While the Administration's proposed FY 2009 budget package on Medicare and oxygen payment were appropriately dismissed on Capitol Hill, that is not an
by Cara C. Bachenheimer, Esq.

While the Administration's proposed FY 2009 budget package on Medicare and oxygen payment were appropriately dismissed on Capitol Hill, that is not an indication that Congress will leave the home oxygen benefit alone this year, or next.

2008 is the second year of a two-year session of Congress. Last year's House Medicare bill was passed in August as part of the Children's Health and Medicare Protection Act, or CHAMP, bill.
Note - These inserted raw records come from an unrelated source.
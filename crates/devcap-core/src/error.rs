//! # Error Hierarchy
//!
//! Structured error types for devcap, built with `thiserror`.
//!
//! - [`SchemaError`] is fatal and raised only while building a registry,
//!   decoding a document, or composing an evaluation plan. It never comes
//!   out of per-target evaluation.
//! - [`ConflictError`] is scoped to one member: two declarations that no
//!   single value implies.
//! - [`ValueError`] covers malformed literals (versions, limit types).
//!
//! Compliance failures are not errors. They are diagnostics inside a
//! verdict.

use thiserror::Error;

use crate::value::Value;

/// A registry or requirement document references something undefined, or
/// the document set is structurally invalid.
#[derive(Error, Debug, Clone, PartialEq)]
pub enum SchemaError {
    /// A struct name resolves to nothing, even through aliases.
    #[error("unknown struct {name:?} at {path}")]
    UnknownStruct { name: String, path: String },

    /// A struct has no member with this name.
    #[error("struct {structure} has no member {member:?} (at {path})")]
    UnknownMember {
        structure: String,
        member: String,
        path: String,
    },

    /// Extension not defined by the registry.
    #[error("unknown extension {name:?} at {path}")]
    UnknownExtension { name: String, path: String },

    /// Format identifier not defined by the registry.
    #[error("unknown format {name:?} at {path}")]
    UnknownFormat { name: String, path: String },

    /// Flag name not defined in the member's flag set.
    #[error("unknown flag {flag:?} in {flag_set} at {path}")]
    UnknownFlag {
        flag: String,
        flag_set: String,
        path: String,
    },

    /// Enumerant not defined in the member's enumeration.
    #[error("unknown enumerant {value:?} in {enumeration} at {path}")]
    UnknownEnumerant {
        value: String,
        enumeration: String,
        path: String,
    },

    /// A member type names a flag set, enumeration or struct that does not exist.
    #[error("unknown type {name:?} referenced by {context}")]
    UnknownType { name: String, context: String },

    /// A profile label that is not in the document set.
    #[error("unknown profile {label:?}")]
    UnknownProfile { label: String },

    /// A profile slot names a capability block that is not defined.
    #[error("profile {profile} references undefined capability block {block:?}")]
    UnknownBlock { block: String, profile: String },

    /// `requiredProfiles` forms a cycle.
    #[error("required-profile cycle: {}", chain.join(" -> "))]
    ProfileCycle { chain: Vec<String> },

    /// A block uses a struct whose defining version/extension the plan does not require.
    #[error("block {block} uses {structure}, which requires {requirement}, but the plan does not require it")]
    ProvenanceNotRequired {
        block: String,
        structure: String,
        requirement: String,
    },

    /// A struct placed in a category it does not extend.
    #[error("struct {structure} cannot appear under {category}")]
    CategoryMismatch { structure: String, category: String },

    /// An alias that collides with, or points through, another name.
    #[error("invalid alias {alias:?}: {detail}")]
    InvalidAlias { alias: String, detail: String },

    /// The same name defined twice.
    #[error("duplicate {kind} {name:?}")]
    DuplicateDefinition { kind: String, name: String },

    /// A value in a document does not fit its member's declared type.
    #[error("invalid value at {path}: {detail}")]
    InvalidValue { path: String, detail: String },

    /// Structurally malformed document tree.
    #[error("invalid document at {path}: {detail}")]
    InvalidDocument { path: String, detail: String },
}

/// Two declarations of one member that cannot be merged.
#[derive(Error, Debug, Clone, PartialEq)]
#[error("conflicting declarations at {path}: {first} vs {second}")]
pub struct ConflictError {
    /// Dotted member path.
    pub path: String,
    /// The value already accumulated.
    pub first: Value,
    /// The value that could not be folded in.
    pub second: Value,
}

/// Malformed literal values.
#[derive(Error, Debug, Clone, PartialEq, Eq)]
pub enum ValueError {
    /// Version string is not `major.minor[.patch]`.
    #[error("invalid version {0:?} (expected major.minor[.patch])")]
    InvalidVersion(String),

    /// Limit type string is malformed or combines incompatible parts.
    #[error("invalid limit type {input:?}: {reason}")]
    InvalidLimitType { input: String, reason: String },

    /// A member type string is malformed.
    #[error("invalid member type {0:?}")]
    InvalidType(String),
}

#[cfg(test)]
mod tests {
    use super::*;

    #[test]
    fn schema_error_display_carries_context() {
        let err = SchemaError::UnknownMember {
            structure: "VkPhysicalDeviceLimits".into(),
            member: "maxBogus".into(),
            path: "capabilities.base.properties".into(),
        };
        let msg = err.to_string();
        assert!(msg.contains("VkPhysicalDeviceLimits"));
        assert!(msg.contains("maxBogus"));
    }

    #[test]
    fn cycle_display_joins_chain() {
        let err = SchemaError::ProfileCycle {
            chain: vec!["A".into(), "B".into(), "A".into()],
        };
        assert_eq!(err.to_string(), "required-profile cycle: A -> B -> A");
    }

    #[test]
    fn conflict_display() {
        let err = ConflictError {
            path: "F.x".into(),
            first: Value::Uint(1),
            second: Value::Uint(2),
        };
        assert!(err.to_string().contains("F.x"));
    }

    #[test]
    fn value_error_display() {
        let err = ValueError::InvalidVersion("one".into());
        assert!(err.to_string().contains("major.minor"));
    }
}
So the ball is now in the Senate's court to put together its Medicare package. Again, the desire to stave off a physician payment cut, now scheduled to take effect July 1, 2008, is the key driver behind Congress' desire to pass some kind of Medicare package this year.

Later this spring, the Senate Finance Committee will likely go through the normal process of “marking up” a Medicare bill at the committee level. This is when committee Chairman Max Baucus will publicly announce the Medicare package he wishes to move through the Senate.

The committee mark-up provides both Democratic and Republican committee members a chance to modify that package and report it out of committee before consideration on the full Senate floor later.

The situation this year presents a series of entirely new dynamics. First, we have a good understanding of the details of the oxygen provision that the Senate Finance Committee will likely include in its package, or “chairman's mark.” Second, and most important, we have CMS' implementation of the competitive bidding program.

The Senate Finance Committee spent considerable time in the fall developing a package internally to address its issues with the current payment system for home oxygen therapy. The issues are the same as those highlighted in the HHS Office of Inspector General's September 2006 report, which examined the acquisition cost of home oxygen concentrators.

The sound bite that has resonated on Capitol Hill — and that continues today — is that the Medicare program pays $200 for 36 months and how that total amount compares to the simple acquisition cost of a concentrator.

We are intimately familiar with the fundamental flaw of relying only on concentrator acquisition cost as a way to measure the appropriateness of the current level of Medicare payment. At the same time, some on Capitol Hill have begun to understand how payment for stationary equipment subsidizes the costs of providing ambulatory equipment and services.

Last year's non-public Senate proposal for Medicare oxygen payment changes took an entirely different approach from those in the House. As you will remember, the House bill would reduce the rental cap from 36 to 18 months, with an exception for new technology.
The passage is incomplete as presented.